Anybody that is interested either in supplying material, helping record interviews, or suggesting people that should be interviewed should contact me at: sidperou@btinternet.com
Keith Hyams
When we (Chris Rogers and Keith Hyams) arrived at the dig, one thing puzzled me more than anything else. How could it be that it was now 6pm, a full 10 hours after I'd woken up? Surely it really shouldn't have taken that long to relocate my body from my bed to a scrofulous crawl in Draenen's scrofulous reaches.
I inserted my body into the downwards sloping tube and my arms promptly refused to support me, let alone pull out mud. A bit of Snickers-coaxing later we slowly began to haul out mud from the end of the tube. Each drag tray full was hard earned, having to be scooped back up the tube by hand before the drag tray could be filled. Why do we do this, we asked each other – aren't we supposed to be respectable professionals now? Shouldn't we have someone to do this for us (a keen undergraduate perhaps?)? What on earth would our colleagues and students think if they knew how we spent our weekends?
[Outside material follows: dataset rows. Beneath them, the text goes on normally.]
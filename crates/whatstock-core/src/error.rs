//! # Error Types
//!
//! Domain-specific error types for whatstock-core.
//!
//! ## Error Hierarchy
//! ```text
//! ┌─────────────────────────────────────────────────────────────────────────┐
//! │                         Error Types                                     │
//! │                                                                         │
//! │  whatstock-core errors (this file)                                     │
//! │  ├── CoreError        - Collection encode/decode failures              │
//! │  └── ValidationError  - Unparseable labels and timestamps              │
//! │                                                                         │
//! │  whatstock-db errors                                                   │
//! │  └── DbError          - Storage failures                               │
//! │                                                                         │
//! │  whatstock-transport errors                                            │
//! │  └── TransportError   - What callers of the façade see                 │
//! │                                                                         │
//! │  Flow: ValidationError → CoreError → DbError → TransportError          │
//! └─────────────────────────────────────────────────────────────────────────┘
//! ```
//!
//! There is no "not found" variant: lookups return `Option` and the
//! router turns `None` into a 404.

use thiserror::Error;

// =============================================================================
// Core Error
// =============================================================================

/// Errors raised while moving the item collection in and out of text.
#[derive(Debug, Error)]
pub enum CoreError {
    /// Import payload did not parse, or was not an array.
    ///
    /// ## When This Occurs
    /// - `"{not valid json"` (syntax error)
    /// - `"{}"` (valid JSON, but not a sequence)
    #[error("Malformed import: {0}")]
    MalformedImport(String),

    /// Persisted container content could not be decoded.
    #[error("Malformed persisted collection: {0}")]
    MalformedPersisted(String),

    /// Collection could not be serialized.
    #[error("Serialization failed: {0}")]
    Serialization(String),

    /// Validation error (wraps ValidationError).
    #[error("Validation error: {0}")]
    Validation(#[from] ValidationError),
}

// =============================================================================
// Validation Error
// =============================================================================

/// Input coercion errors.
#[derive(Debug, Error)]
pub enum ValidationError {
    /// Invalid format (e.g., unparseable timestamp).
    #[error("{field} has invalid format: {reason}")]
    InvalidFormat { field: String, reason: String },

    /// Value is not in allowed set.
    #[error("{field} must be one of: {allowed:?}")]
    NotAllowed { field: String, allowed: Vec<String> },
}

// =============================================================================
// Result Type Alias
// =============================================================================

/// Convenience type alias for Results with CoreError.
pub type CoreResult<T> = Result<T, CoreError>;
When we left the Submission/Gerbil Run dig last time I'd enthusiastically claimed that it would take a mere half an hour to break through. Chris had more pessimistically guestimated an hour. Two and a half hours later we knocked out the final mud constriction and at last were able to poke our heads far enough through to see what lay beyond. A huge abyss of nothingness? Beauties untold?
The Mystery Streamway? Of course not. More digging. Grrrrr. At least that meant we could call it a day and head out, hopefully in time to emerge before midnight. Even better, since the dig now seemed to require more digging than I was prepared to give it, perhaps I could at last give up Draenen digging altogether and enjoy a nice peaceful life, like normal people. Ahhh, wouldn't that be nice…
Unfortunately, as we passed the beautiful cloud-like rafts of Gerbil Heaven, I paused to look more closely at the rock pile behind and noticed that the largish and Southward heading passage in which we stood did indeed continue beyond Gerbil Heaven, and that it would probably be possible to dig past the obstruction without doing much damage to the formations. Bollocks. Normality will have to wait. Now that's a good name for a passage.